The Silk Road (Sort Of) Overland
Monday 1 August 2011
The train crossing to Uzbekistan was hassle free, though it took a while. We spent two hours leaving Kazakhstan, and one and a half hour entering Uzbekistan. I was asked by the Uzbek customs officials to show the money I had - maybe three times - but they were always very polite about it, and the third time I was checked, the customs official shouted, "Good luck!" after me as I walked down the corridor. The currency that brought most curiosity was my dirhams from the UAE. Also, you have to declare all items of value and I had to explain what an iPad and and an iPhone was.
The train ride from Shymkent to Tashkent was also interesting from another perspective. There were people sitting everywhere in the corridors, like 80-year old babushkas sitting on the floor outside my compartment sharing a pot of tea and chatting, surrounded by bulky bags. Each sleeping compartment had four beds, so the people working on the train seemed to offer extra tickets for standing passengers. This was not a problem for the first four hours of the journey, but when we approached the border, these people had to be seated and their luggage had to be stowed away. I'm sure the customs officials know what's going on - there are obviously more people in the carriage than there are beds - but if everybody is seated neatly, I guess there's no harm for the border control people.
Also, as with all the other Kazakh trains, the A/C didn't work while we were stationary, so with a three and a half hour border crossing, it was hot beyond belief in my compartment.
Just before arriving in Tashkent, I got a text from Bahrom, who was meeting me there, that there were no overnight train tickets for Khiva for Tuesday or Wednesday night, only for this evening! Bahrom, his wife Sevara and his mum Inoyat had planned on joining me on my visit to Khiva so we had to decide very quickly what to do. The consensus was that we should take the train tonight, which meant I had only time for a quick visit to Bahrom's and Sevara's flat (gorgeous) for a quick shower and repack. The 20-hour train for Khiva left at 5.45 PM.
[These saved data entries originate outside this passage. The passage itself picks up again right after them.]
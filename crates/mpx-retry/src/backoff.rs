// SPDX-License-Identifier: MIT OR Apache-2.0
//! Exponential backoff with jitter.

use rand::Rng;
use std::time::Duration;

/// First-retry delay.
pub const BASE_DELAY: Duration = Duration::from_secs(1);

/// Backoff ceiling before jitter.
pub const MAX_DELAY: Duration = Duration::from_secs(30);

/// The deterministic part of the delay for retry number `retry_count`.
pub fn base_backoff(retry_count: u32) -> Duration {
    let factor = 1u64 << retry_count.min(30);
    BASE_DELAY.saturating_mul(factor as u32).min(MAX_DELAY)
}

/// Inclusive bounds of the jittered delay for `retry_count`.
pub fn backoff_bounds(retry_count: u32) -> (Duration, Duration) {
    let base = base_backoff(retry_count);
    (base, base + base / 2)
}

/// The delay to sleep before retry number `retry_count`:
/// `min(1s · 2^n, 30s) + U[0, delay/2]`.
pub fn backoff_delay(retry_count: u32) -> Duration {
    let base = base_backoff(retry_count);
    let jitter_cap = base.as_millis() as u64 / 2;
    let jitter = if jitter_cap == 0 {
        0
    } else {
        rand::thread_rng().gen_range(0..=jitter_cap)
    };
    base + Duration::from_millis(jitter)
}
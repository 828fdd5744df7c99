// SPDX-License-Identifier: MIT OR Apache-2.0
//! The backend plugin contract.
//!
//! Every remote image host implements [`Backend`]: pure config validation,
//! a cheap connectivity probe, a streaming upload that reports progress
//! through the dispatch channel, and pure URL synthesis. Instances are
//! created per upload from a [`BackendRegistry`] and discarded afterwards;
//! the only state they hold is the config snapshot they closed over.

#![deny(unsafe_code)]
#![warn(missing_docs)]

mod cancel;
mod http;
mod registry;

pub use cancel::CancelToken;
pub use http::{shared_client, map_reqwest_err, status_error};
pub use registry::{BackendConstructor, BackendRegistry};

use async_trait::async_trait;
use mpx_core::{BackendId, UploadResult};
use mpx_error::UploadError;
use mpx_progress::ProgressSink;
use std::path::{Path, PathBuf};
use std::time::Duration;

/// Budget for [`Backend::test_connection`].
pub const PROBE_TIMEOUT: Duration = Duration::from_secs(10);

/// Outcome of pure config validation.
#[derive(Debug, Clone, PartialEq, Eq)]
pub struct ValidationReport {
    /// Whether the config is usable.
    pub valid: bool,
    /// Human-readable problems when it is not.
    pub errors: Vec<String>,
}

impl ValidationReport {
    /// A passing report.
    pub fn ok() -> Self {
        Self {
            valid: true,
            errors: Vec::new(),
        }
    }

    /// A failing report with the given problems.
    pub fn fail(errors: Vec<String>) -> Self {
        Self {
            valid: false,
            errors,
        }
    }

    /// A failing report with a single problem.
    pub fn fail_one(error: impl Into<String>) -> Self {
        Self::fail(vec![error.into()])
    }
}

/// Result of a connectivity probe.
#[derive(Debug, Clone, Copy, PartialEq, Eq)]
pub struct Probe {
    /// Round-trip latency of the probe request.
    pub latency_ms: u64,
}

/// Everything a backend needs for one upload.
#[derive(Debug, Clone)]
pub struct UploadRequest {
    /// Local file to upload.
    pub file_path: PathBuf,
    /// File name to present to the backend.
    pub file_name: String,
    /// Progress sink tagged with this invocation's upload id.
    pub sink: ProgressSink,
    /// Cooperative cancellation handle.
    pub cancel: CancelToken,
}

impl UploadRequest {
    /// Build a request for `file_path`, deriving the presented file name.
    pub fn new(file_path: impl Into<PathBuf>, sink: ProgressSink, cancel: CancelToken) -> Self {
        let file_path = file_path.into();
        let file_name = file_path
            .file_name()
            .map(|n| n.to_string_lossy().into_owned())
            .unwrap_or_else(|| "upload.bin".into());
        Self {
            file_path,
            file_name,
            sink,
            cancel,
        }
    }

    /// MIME type guessed from the file extension.
    pub fn content_type(&self) -> String {
        mime_guess::from_path(&self.file_path)
            .first_or_octet_stream()
            .essence_str()
            .to_string()
    }

    /// Read the whole file, mapping failures into the taxonomy.
    pub async fn read_file(&self) -> Result<Vec<u8>, UploadError> {
        read_file_bytes(&self.file_path).await
    }
}

/// Read a local file into memory with taxonomy-mapped errors.
pub async fn read_file_bytes(path: &Path) -> Result<Vec<u8>, UploadError> {
    tokio::fs::read(path)
        .await
        .map_err(|e| UploadError::file_system("read", path, e))
}

/// One remote image-hosting target.
#[async_trait]
pub trait Backend: Send + Sync + std::fmt::Debug {
    /// The backend's id.
    fn id(&self) -> BackendId;

    /// Pure validation of the config snapshot this instance closed over.
    ///
    /// No I/O: this runs for every enabled backend on every dispatch.
    fn validate(&self) -> ValidationReport;

    /// A cheap round-trip to confirm credentials and reachability.
    ///
    /// Implementations must resolve within [`PROBE_TIMEOUT`].
    async fn test_connection(&self) -> Result<Probe, UploadError>;

    /// Stream the file to the backend, emitting progress through the
    /// request's sink: once at open, at least every 256 KiB or 10 %, and
    /// exactly once at 100 % on success.
    async fn upload(&self, req: UploadRequest) -> Result<UploadResult, UploadError>;

    /// Assemble the user-visible URL for a result. Pure.
    fn public_url(&self, result: &UploadResult) -> String;
}
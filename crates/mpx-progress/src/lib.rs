// SPDX-License-Identifier: MIT OR Apache-2.0
//! Progress plumbing between backend uploaders and the session.
//!
//! Each dispatch owns exactly one channel; every backend task writes into it
//! through a [`ProgressSink`] tagged with that invocation's `upload_id`.
//! There is no global bus. The [`TransferReporter`] enforces the emission
//! contract: one event at file open, one at least every 256 KiB or 10 % of
//! the file (whichever is smaller), and exactly one at 100 % on success.

#![deny(unsafe_code)]
#![warn(missing_docs)]

use mpx_core::{BackendId, Progress, ProgressUpdate, UploadStage};
use std::collections::HashMap;
use tokio::sync::mpsc;
use uuid::Uuid;

/// Emission threshold in bytes: 256 KiB.
pub const EMIT_EVERY_BYTES: u64 = 256 * 1024;

/// Create the progress channel for one dispatch.
pub fn channel() -> (ProgressSender, ProgressReceiver) {
    let (tx, rx) = mpsc::unbounded_channel();
    (ProgressSender { tx }, ProgressReceiver { rx })
}

/// Sending half of a dispatch's progress channel.
#[derive(Debug, Clone)]
pub struct ProgressSender {
    tx: mpsc::UnboundedSender<ProgressUpdate>,
}

impl ProgressSender {
    /// Derive a sink for one backend-upload invocation.
    pub fn sink(&self, upload_id: Uuid, backend_id: BackendId) -> ProgressSink {
        ProgressSink {
            upload_id,
            backend_id,
            tx: Some(self.tx.clone()),
        }
    }
}

/// Receiving half of a dispatch's progress channel.
#[derive(Debug)]
pub struct ProgressReceiver {
    rx: mpsc::UnboundedReceiver<ProgressUpdate>,
}

impl ProgressReceiver {
    /// Receive the next update, waiting asynchronously.
    ///
    /// Returns `None` once every sender is gone and the channel is drained.
    pub async fn recv(&mut self) -> Option<ProgressUpdate> {
        self.rx.recv().await
    }

    /// Receive without waiting.
    pub fn try_recv(&mut self) -> Option<ProgressUpdate> {
        self.rx.try_recv().ok()
    }
}

/// Write handle for one backend-upload invocation.
///
/// A disabled sink swallows events, so library code can emit
/// unconditionally.
#[derive(Debug, Clone)]
pub struct ProgressSink {
    upload_id: Uuid,
    backend_id: BackendId,
    tx: Option<mpsc::UnboundedSender<ProgressUpdate>>,
}

impl ProgressSink {
    /// A sink that drops everything; for tests and fire-and-forget callers.
    pub fn disabled(backend_id: BackendId) -> Self {
        Self {
            upload_id: Uuid::new_v4(),
            backend_id,
            tx: None,
        }
    }

    /// The invocation id this sink is tagged with.
    pub fn upload_id(&self) -> Uuid {
        self.upload_id
    }

    /// The backend this sink reports for.
    pub fn backend_id(&self) -> BackendId {
        self.backend_id
    }

    /// Emit a raw progress event.
    pub fn emit(&self, uploaded_bytes: u64, total_bytes: u64, stage: Option<UploadStage>) {
        if let Some(tx) = &self.tx {
            // A dropped receiver just means nobody is watching any more.
            let _ = tx.send(ProgressUpdate {
                upload_id: self.upload_id,
                backend_id: self.backend_id,
                progress: Progress {
                    uploaded_bytes,
                    total_bytes,
                },
                stage,
            });
        }
    }
}

/// Enforces the emission contract for a single transfer.
#[derive(Debug)]
pub struct TransferReporter {
    sink: ProgressSink,
    total: u64,
    sent: u64,
    last_emitted: u64,
    finished: bool,
}

impl TransferReporter {
    /// Start a transfer of `total` bytes, emitting the mandatory open event.
    pub fn start(sink: ProgressSink, total: u64) -> Self {
        sink.emit(0, total, Some(UploadStage::Preparing));
        Self {
            sink,
            total,
            sent: 0,
            last_emitted: 0,
            finished: false,
        }
    }

    fn threshold(&self) -> u64 {
        // Every 256 KiB, or every 10 % for small files.
        EMIT_EVERY_BYTES.min((self.total / 10).max(1))
    }

    /// Account for `n` more bytes on the wire, emitting when due.
    ///
    /// The 100 % event is reserved for [`finish`](Self::finish); interim
    /// events are capped just below the total.
    pub fn record(&mut self, n: u64) {
        if self.finished {
            return;
        }
        self.sent = self.sent.saturating_add(n);
        let capped = self.sent.min(self.total.saturating_sub(1));
        if capped > self.last_emitted && capped - self.last_emitted >= self.threshold() {
            self.last_emitted = capped;
            self.sink
                .emit(capped, self.total, Some(UploadStage::Transferring));
        }
    }

    /// Emit the single 100 % event. Idempotent.
    pub fn finish(&mut self) {
        if self.finished {
            return;
        }
        self.finished = true;
        self.sink
            .emit(self.total, self.total, Some(UploadStage::Finalizing));
    }

    /// Bytes recorded so far.
    pub fn sent(&self) -> u64 {
        self.sent
    }
}

/// Per-`upload_id` monotonicity filter for consumers.
///
/// Progress events for a given invocation are monotonic non-decreasing in
/// `uploaded_bytes`; anything else must be dropped by the consumer.
#[derive(Debug, Default)]
pub struct MonotonicGate {
    high_water: HashMap<Uuid, u64>,
}

impl MonotonicGate {
    /// Create an empty gate.
    pub fn new() -> Self {
        Self::default()
    }

    /// `true` when the update advances (or matches) the stream's high-water
    /// mark; regressions return `false` and are recorded nowhere.
    pub fn accept(&mut self, update: &ProgressUpdate) -> bool {
        let mark = self.high_water.entry(update.upload_id).or_insert(0);
        if update.progress.uploaded_bytes < *mark {
            return false;
        }
        *mark = update.progress.uploaded_bytes;
        true
    }

    /// Highest accepted byte count for an invocation.
    pub fn high_water(&self, upload_id: Uuid) -> u64 {
        self.high_water.get(&upload_id).copied().unwrap_or(0)
    }
}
Before getting on the train, I managed to change some money (ATMs don't work in Uzbekistan). My USD 400 became 1,000,000 sums! Since the largest denomination is 1,000 sum, I've got 1,000 bank notes. I feel rich! My wallet won't hold a fraction of this so I'm keeping most of my money in my suitcase (like rich people do).
The first thing I can report is that although the trains I were on in Kazakhstan had A/Cs (at least when moving), the Uzbek train I'm on now has no such luxury. I think the temperature outside is nearing 40C, so inside it's incredibly hot. Bahrom keeps cracking jokes about Scandinavians liking saunas, but I'm not laughing that much. Instead, I'm busy trying to master the Uzbek way of swinging a towel around in circles to make it function like a fan.
Uzbeks seem to be very friendly. I've had a very long conversation with two brothers from Urgensch. The older one, Jahongir, is trying to achieve an IELTS score of 6.5 so he can do his Masters abroad (I think he's at IELTS 5.0 at the moment). Right now he's studying Economics at university and his family is trading in eggs. Jahongir tells me they are selling 20,000 eggs a day so there is obviously money in eggs.
This train is not "overbooked" like the Kazakh train, but it is very hot and we keep stopping over and over again, so the precious sense of a breeze you get when the train is moving has been quite rare most of the evening. Bahrom, Sevara, Inoyat and I spent maybe two hours in the restaurant car late this evening - it seems a bit cooler then our compartments. There's this loud Russian lady in charge of proceedings in the restaurant car. She sits still and shouts instructions or whatever from her seat. I asked Bahrom if she has a bit of an aggressive nature but he says no. I also asked Bahrom to find out what vegetarian options they had (if any). Bahrom told me she replied, "We only eat meat here. They should know that! Why are they (vegetarians, presumably) coming here when they know that?! Hmm, ineresting response!
The restaurant car is also where I found out that neither Sevara nor Inoyat have ever been to Khiva before. That makes three of us!
It remains to be seen if can sleep like a baby on this train tonight (as is my habit on trains). Hopefully, it will cool down a bit now after sundown.